[Items listed in a dataset]
++++
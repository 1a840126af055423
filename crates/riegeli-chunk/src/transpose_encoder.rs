//! Transposed Chunk Encoding
//!
//! For batches of similar messages, storing the same field across all
//! records next to each other compresses far better than storing records
//! whole, and lets a reader skip fields it never asked for. The encoder
//! takes each record apart along the proto wire format and regroups it
//! column-wise:
//!
//! - a **tag dictionary** interning each distinct `(parent, tag)` node
//! - per-node **value buffers** (varints, fixed-width values, byte-field
//!   lengths and contents)
//! - a **tag sequence**: per record, which nodes appeared in what order,
//!   as dictionary references, with `0` closing a submessage/group scope
//!   or, at root, the end of the record
//!
//! Records that do not parse as wire-format messages (the container never
//! requires them to) are stored intact in a dedicated non-proto column
//! and referenced by the `1` op. Reconstruction is byte-exact either way.
//!
//! The stream layout is: dictionary, buffer table, buffer contents, tag
//! sequence, all inside one compressed payload after the
//! compression-type byte.

use std::collections::HashMap;

use bytes::{BufMut, BytesMut};
use riegeli_core::{varint, Chain, Error, Result};

use crate::compressor::{Compressor, CompressorOptions};
use crate::header::Chunk;
use crate::types::ChunkType;
use crate::wire;

/// Closes the current scope, or ends the record at root.
pub(crate) const OP_CLOSE: u64 = 0;
/// Emits one record from the non-proto column; root scope only.
pub(crate) const OP_NON_PROTO: u64 = 1;
/// Ops at and above this reference dictionary entry `op - OP_ENTRY_BASE`.
pub(crate) const OP_ENTRY_BASE: u64 = 2;

struct Entry {
    parent: Option<u32>,
    tag: u32,
    /// Submessage or group: opens a scope instead of carrying a value.
    structural: bool,
    /// Varint bytes / fixed-width values / byte-field contents.
    values: BytesMut,
    /// Byte-field lengths (wire type 2 leaves only).
    lengths: BytesMut,
}

/// Accumulates records and encodes them as a transposed chunk.
pub struct TransposeEncoder {
    compressor: Compressor,
    entries: Vec<Entry>,
    interned: HashMap<(u32, u32, bool), u32>,
    non_proto_lengths: BytesMut,
    non_proto_values: Chain,
    ops: BytesMut,
    num_records: u64,
    decoded_size: u64,
}

impl TransposeEncoder {
    pub fn new(options: CompressorOptions) -> Self {
        Self {
            compressor: Compressor::new(options),
            entries: Vec::new(),
            interned: HashMap::new(),
            non_proto_lengths: BytesMut::new(),
            non_proto_values: Chain::new(),
            ops: BytesMut::new(),
            num_records: 0,
            decoded_size: 0,
        }
    }

    pub fn add_record(&mut self, record: &[u8]) -> Result<()> {
        if wire::check_message(record, 0) {
            let consumed = self.encode_fields(record, None, 0, None)?;
            if consumed != record.len() {
                return Err(Error::internal("message walk left trailing bytes"));
            }
        } else {
            varint::write_u64(&mut self.ops, OP_NON_PROTO);
            varint::write_u64(&mut self.non_proto_lengths, record.len() as u64);
            self.non_proto_values.append_slice(record);
        }
        varint::write_u64(&mut self.ops, OP_CLOSE);
        self.num_records += 1;
        self.decoded_size += record.len() as u64;
        Ok(())
    }

    pub fn num_records(&self) -> u64 {
        self.num_records
    }

    pub fn decoded_size(&self) -> u64 {
        self.decoded_size
    }

    pub fn is_empty(&self) -> bool {
        self.num_records == 0
    }

    /// Finishes the batch into a transposed chunk.
    pub fn encode(self) -> Result<Chunk> {
        let num_records = self.num_records;
        self.encode_as(ChunkType::Transposed, num_records)
    }

    /// Finishes with an explicit chunk type and record count.
    ///
    /// The file-metadata chunk is a one-record transposed body whose
    /// header nevertheless declares zero records; this is its entry
    /// point.
    pub fn encode_as(self, chunk_type: ChunkType, num_records: u64) -> Result<Chunk> {
        let decoded_size = self.decoded_size;
        let compressor = self.compressor;
        let stream = self.build_stream();

        let mut data = Chain::new();
        let mut type_byte = BytesMut::with_capacity(1);
        type_byte.put_u8(compressor.kind() as u8);
        data.append_bytes(type_byte.freeze());
        data.append_chain(compressor.compress(&stream)?);

        Chunk::new(chunk_type, num_records, decoded_size, data)
    }

    /// Walks the fields of one message level, filling buffers and ops.
    ///
    /// Returns the number of bytes consumed. With `end_group` set, stops
    /// after the matching group-close tag. `record` has passed
    /// [`wire::check_message`], so malformed input here is an internal
    /// error, not data loss.
    fn encode_fields(
        &mut self,
        data: &[u8],
        parent: Option<u32>,
        depth: u32,
        end_group: Option<u32>,
    ) -> Result<usize> {
        let mut pos = 0usize;
        while pos < data.len() {
            let (tag_raw, tag_len) = wire::read_varint(&data[pos..])
                .ok_or_else(|| Error::internal("unreadable tag in validated message"))?;
            let tag = tag_raw as u32;
            let field = wire::field_number(tag);
            pos += tag_len;
            match wire::wire_type(tag) {
                wire::WIRETYPE_VARINT => {
                    let (_, len) = wire::read_varint(&data[pos..])
                        .ok_or_else(|| Error::internal("unreadable varint value"))?;
                    let id = self.intern(parent, tag, false);
                    self.push_entry_op(id);
                    self.entries[id as usize].values.put_slice(&data[pos..pos + len]);
                    pos += len;
                }
                wire::WIRETYPE_FIXED64 => {
                    let id = self.intern(parent, tag, false);
                    self.push_entry_op(id);
                    self.entries[id as usize].values.put_slice(&data[pos..pos + 8]);
                    pos += 8;
                }
                wire::WIRETYPE_FIXED32 => {
                    let id = self.intern(parent, tag, false);
                    self.push_entry_op(id);
                    self.entries[id as usize].values.put_slice(&data[pos..pos + 4]);
                    pos += 4;
                }
                wire::WIRETYPE_LENGTH_DELIMITED => {
                    let (len, len_len) = wire::read_varint(&data[pos..])
                        .ok_or_else(|| Error::internal("unreadable length prefix"))?;
                    pos += len_len;
                    let value = &data[pos..pos + len as usize];
                    pos += len as usize;
                    if !value.is_empty()
                        && depth < wire::MAX_RECURSION_DEPTH
                        && wire::check_message(value, depth + 1)
                    {
                        let id = self.intern(parent, tag, true);
                        self.push_entry_op(id);
                        self.encode_fields(value, Some(id), depth + 1, None)?;
                        varint::write_u64(&mut self.ops, OP_CLOSE);
                    } else {
                        let id = self.intern(parent, tag, false);
                        self.push_entry_op(id);
                        let entry = &mut self.entries[id as usize];
                        varint::write_u64(&mut entry.lengths, value.len() as u64);
                        entry.values.put_slice(value);
                    }
                }
                wire::WIRETYPE_START_GROUP => {
                    let id = self.intern(parent, tag, true);
                    self.push_entry_op(id);
                    let consumed =
                        self.encode_fields(&data[pos..], Some(id), depth + 1, Some(field))?;
                    pos += consumed;
                    varint::write_u64(&mut self.ops, OP_CLOSE);
                }
                wire::WIRETYPE_END_GROUP => {
                    if end_group == Some(field) {
                        return Ok(pos);
                    }
                    return Err(Error::internal("stray group close in validated message"));
                }
                _ => return Err(Error::internal("reserved wire type in validated message")),
            }
        }
        if end_group.is_some() {
            return Err(Error::internal("unterminated group in validated message"));
        }
        Ok(pos)
    }

    fn intern(&mut self, parent: Option<u32>, tag: u32, structural: bool) -> u32 {
        let key = (parent.map_or(0, |p| p + 1), tag, structural);
        if let Some(&id) = self.interned.get(&key) {
            return id;
        }
        let id = self.entries.len() as u32;
        self.entries.push(Entry {
            parent,
            tag,
            structural,
            values: BytesMut::new(),
            lengths: BytesMut::new(),
        });
        self.interned.insert(key, id);
        id
    }

    fn push_entry_op(&mut self, id: u32) {
        varint::write_u64(&mut self.ops, id as u64 + OP_ENTRY_BASE);
    }

    /// Lays out dictionary, buffer table, buffer contents and ops.
    fn build_stream(self) -> Chain {
        let mut head = BytesMut::new();
        varint::write_u64(&mut head, self.entries.len() as u64);
        for entry in &self.entries {
            varint::write_u64(&mut head, entry.parent.map_or(0, |p| p as u64 + 1));
            varint::write_u64(&mut head, entry.tag as u64);
            let kind = u64::from(
                entry.structural && wire::wire_type(entry.tag) == wire::WIRETYPE_LENGTH_DELIMITED,
            );
            varint::write_u64(&mut head, kind);
        }

        // Buffer table, then contents, in the fixed derived order.
        let mut contents = Chain::new();
        varint::write_u64(&mut head, self.non_proto_lengths.len() as u64);
        contents.append_slice(&self.non_proto_lengths);
        varint::write_u64(&mut head, self.non_proto_values.len() as u64);
        contents.append_chain(self.non_proto_values);
        for entry in self.entries {
            if entry.structural {
                continue;
            }
            if wire::wire_type(entry.tag) == wire::WIRETYPE_LENGTH_DELIMITED {
                varint::write_u64(&mut head, entry.lengths.len() as u64);
                contents.append_bytes(entry.lengths.freeze());
            }
            varint::write_u64(&mut head, entry.values.len() as u64);
            contents.append_bytes(entry.values.freeze());
        }

        let mut stream = Chain::new();
        stream.append_bytes(head.freeze());
        stream.append_chain(contents);
        stream.append_bytes(self.ops.freeze());
        stream
    }
}
//! Chunk Payload Compression
//!
//! One compressor interface over the format's codec set. A compressed
//! stream is prefixed with a varint carrying the exact decompressed size,
//! which the decompressor verifies; an uncompressed stream is passed
//! through untouched (the size is implied by the chunk header).
//!
//! Levels use each codec's native scale. `window_log` maps to brotli's
//! `lgwin` and zstd's window log; snappy ignores both.

use std::io::Write as _;

use riegeli_core::{varint, Chain, Error, Result};

use crate::types::CompressionType;

/// Brotli quality used when the caller does not pick one.
const DEFAULT_BROTLI_LEVEL: i32 = 6;
/// Brotli window size (lgwin) used when `window_log` is not set.
const DEFAULT_BROTLI_WINDOW_LOG: u32 = 22;
/// Zstd level used when the caller does not pick one.
const DEFAULT_ZSTD_LEVEL: i32 = 3;

/// Compression choice for chunk payloads.
#[derive(Debug, Clone, Copy, PartialEq, Eq, serde::Serialize, serde::Deserialize)]
pub struct CompressorOptions {
    pub kind: CompressionType,
    /// Codec-native level; `None` picks the codec default.
    pub level: Option<i32>,
    /// Window size as a log2; brotli `lgwin` / zstd window log.
    pub window_log: Option<u32>,
}

impl Default for CompressorOptions {
    fn default() -> Self {
        Self {
            kind: CompressionType::default(),
            level: None,
            window_log: None,
        }
    }
}

impl CompressorOptions {
    pub fn uncompressed() -> Self {
        Self {
            kind: CompressionType::None,
            level: None,
            window_log: None,
        }
    }

    pub fn with_kind(kind: CompressionType) -> Self {
        Self {
            kind,
            level: None,
            window_log: None,
        }
    }
}

/// Compresses chunk payload streams according to fixed options.
#[derive(Debug, Clone, Copy, Default)]
pub struct Compressor {
    options: CompressorOptions,
}

impl Compressor {
    pub fn new(options: CompressorOptions) -> Self {
        Self { options }
    }

    pub fn kind(&self) -> CompressionType {
        self.options.kind
    }

    /// Compresses `data`, returning the stream to place after the
    /// compression-type byte.
    pub fn compress(&self, data: &Chain) -> Result<Chain> {
        match self.options.kind {
            CompressionType::None => Ok(data.clone()),
            kind => {
                let mut out = Vec::with_capacity(data.len() / 2 + varint::MAX_LEN_U64);
                varint::write_u64(&mut out, data.len() as u64);
                match kind {
                    CompressionType::None => unreachable!(),
                    CompressionType::Brotli => self.compress_brotli(data, &mut out)?,
                    CompressionType::Zstd => self.compress_zstd(data, &mut out)?,
                    CompressionType::Snappy => self.compress_snappy(data, &mut out)?,
                }
                Ok(Chain::from(out))
            }
        }
    }

    fn compress_brotli(&self, data: &Chain, out: &mut Vec<u8>) -> Result<()> {
        let quality = self.options.level.unwrap_or(DEFAULT_BROTLI_LEVEL).max(0) as u32;
        let lgwin = self.options.window_log.unwrap_or(DEFAULT_BROTLI_WINDOW_LOG);
        let mut encoder = brotli::CompressorWriter::new(out, 4096, quality, lgwin);
        for block in data.blocks() {
            encoder.write_all(block)?;
        }
        encoder.flush()?;
        Ok(())
    }

    fn compress_zstd(&self, data: &Chain, out: &mut Vec<u8>) -> Result<()> {
        let level = self.options.level.unwrap_or(DEFAULT_ZSTD_LEVEL);
        let mut encoder = zstd::stream::write::Encoder::new(out, level)
            .map_err(|e| Error::internal(format!("zstd encoder init: {e}")))?;
        if let Some(window_log) = self.options.window_log {
            encoder
                .set_parameter(zstd::stream::raw::CParameter::WindowLog(window_log))
                .map_err(|e| Error::internal(format!("zstd window log {window_log}: {e}")))?;
        }
        for block in data.blocks() {
            encoder.write_all(block)?;
        }
        encoder
            .finish()
            .map_err(|e| Error::internal(format!("zstd finish: {e}")))?;
        Ok(())
    }

    fn compress_snappy(&self, data: &Chain, out: &mut Vec<u8>) -> Result<()> {
        let mut encoder = snap::write::FrameEncoder::new(out);
        for block in data.blocks() {
            encoder.write_all(block)?;
        }
        encoder
            .into_inner()
            .map_err(|e| Error::internal(format!("snappy finish: {e}")))?;
        Ok(())
    }
}

#[cfg(test)]
mod tests {
    use super::*;
    use crate::decompressor;
    use bytes::Buf as _;

    fn roundtrip(kind: CompressionType, payload: &[u8]) {
        let compressor = Compressor::new(CompressorOptions::with_kind(kind));
        let compressed = compressor.compress(&Chain::from(payload)).unwrap();
        let restored =
            decompressor::decompress_fully(kind, &compressed.to_bytes(), 0).unwrap();
        assert_eq!(restored.as_ref(), payload, "codec {kind:?}");
    }

    #[test]
    fn test_none_passthrough() {
        let compressor = Compressor::new(CompressorOptions::uncompressed());
        let data = Chain::from(&b"as-is"[..]);
        assert_eq!(compressor.compress(&data).unwrap(), data);
    }

    #[test]
    fn test_roundtrip_all_codecs() {
        let payload: Vec<u8> = (0..10_000u32).map(|i| (i % 251) as u8).collect();
        for kind in [
            CompressionType::Brotli,
            CompressionType::Zstd,
            CompressionType::Snappy,
        ] {
            roundtrip(kind, &payload);
            roundtrip(kind, b"");
            roundtrip(kind, b"x");
        }
    }

    #[test]
    fn test_size_prefix_present() {
        let compressor = Compressor::new(CompressorOptions::with_kind(CompressionType::Zstd));
        let payload = vec![7u8; 300];
        let compressed = compressor.compress(&Chain::from(&payload[..])).unwrap();
        let flat = compressed.to_bytes();
        let mut cursor = flat.as_ref();
        assert_eq!(varint::read_u64(&mut cursor), Some(300));
        assert!(cursor.has_remaining());
    }

    #[test]
    fn test_repetitive_data_shrinks() {
        let payload = vec![42u8; 100_000];
        for kind in [
            CompressionType::Brotli,
            CompressionType::Zstd,
            CompressionType::Snappy,
        ] {
            let compressor = Compressor::new(CompressorOptions::with_kind(kind));
            let compressed = compressor.compress(&Chain::from(&payload[..])).unwrap();
            assert!(
                compressed.len() < payload.len() / 10,
                "{kind:?} produced {} bytes",
                compressed.len()
            );
        }
    }

    #[test]
    fn test_window_log_option() {
        let options = CompressorOptions {
            kind: CompressionType::Brotli,
            level: Some(9),
            window_log: Some(18),
        };
        let compressor = Compressor::new(options);
        let payload = vec![1u8; 50_000];
        let compressed = compressor.compress(&Chain::from(&payload[..])).unwrap();
        let restored = decompressor::decompress_fully(
            CompressionType::Brotli,
            &compressed.to_bytes(),
            0,
        )
        .unwrap();
        assert_eq!(restored.len(), payload.len());
    }
}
++++
● Assigned task
Search the records for lines holding the word "sequence", then copy each line you find.

● Written reply
//! - a **tag sequence**: per record, which nodes appeared in what order,
//! sequence, all inside one compressed payload after the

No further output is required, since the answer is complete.